徳島駅伝を主催する徳島陸協、徳島県、徳島新聞社は、来年の第67回大会の日程を3日間から2日間に短縮することを決めた。新型コロナウイルスの感染収束が見通せない中、例年2日目に走る阿北コース(徳島市―鳴門市―三好市)を取りやめ、選手やスタッフらの感染リスクを軽減する。9日、参加予定の各郡市代表者に説明文書を発送した。

 計画によると、1月3日に開会式、4日に南方コース(海陽町から那賀町を経由して徳島市)、5日に北方コース(三好市から徳島市)と閉会式を行う。開閉会式は参加者を限定する。

 日程短縮により移動や宿泊に伴う選手らの感染リスクを下げることができると判断。3月初旬から約3カ月部活動が休止され、練習できなかった中高生の負担軽減にも配慮した。

 区間割りなどの詳細は今後煮詰め、9月上旬の主催者会議で開催の可否を決める。同月中旬に郡市代表者説明会を開き、11月下旬に参加申し込みを締め切る予定。

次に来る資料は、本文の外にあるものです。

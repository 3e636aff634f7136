//! Character property predicates used by the coverage pipeline.
//!
//! Both predicates take a raw `u32` codepoint because font cmaps may list
//! values that are not Unicode scalar values (surrogates, out of range). Such
//! values are never printable and never combining: they cannot be written to
//! UTF-8 output at all.

use unicode_properties::{GeneralCategory, UnicodeGeneralCategory};

/// Invisible formatting characters (word joiner, invisible operators, ...).
const INVISIBLE_FORMAT: std::ops::RangeInclusive<u32> = 0x2060..=0x206F;

#[inline]
fn category(cp: u32) -> Option<GeneralCategory> {
    char::from_u32(cp).map(|c| c.general_category())
}

/// Combining mark: general category Mn, Mc or Me.
pub fn is_combining(cp: u32) -> bool {
    matches!(
        category(cp),
        Some(
            GeneralCategory::NonspacingMark
                | GeneralCategory::SpacingMark
                | GeneralCategory::EnclosingMark
        )
    )
}

/// Printable for coverage purposes: not in U+2060..U+206F and not of
/// category Cc, Cf or Zs.
pub fn is_printable(cp: u32) -> bool {
    if INVISIBLE_FORMAT.contains(&cp) {
        return false;
    }
    match category(cp) {
        None => false,
        Some(GeneralCategory::Control | GeneralCategory::Format | GeneralCategory::SpaceSeparator) => {
            false
        }
        Some(_) => true,
    }
}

 大会中止の判断基準も定めた。9月の主催者会議開催時に▽県の独自基準「とくしまアラート」の「感染観察強化」が発動されている▽県中学駅伝、県高校駅伝(いずれも11月に開催予定)が中止▽日本陸連から大会自粛要請が出ている―など5項目のいずれかが該当する場合は、近隣府県の感染状況も考慮した上で総合的に判断し、中止を決める。

 卯木英司大会長(徳島陸協会長)は「新春恒例の歴史ある大会を何とか開催できないか探るに当たり、選手やスタッフらの安全安心を第一に考え、日程を短縮することになった。今後の状況を注視しつつ最大限の安全対策に力を尽くし、準備を進めたい」と話した。

 徳島駅伝は毎年1月4~6日に行われ、南方、阿北、北方の3コースでたすきをつなぐ。1955年の第1回大会は1日のみ、第4回大会までは2日間の日程で開催。第5回以降は原則、3日間行われている。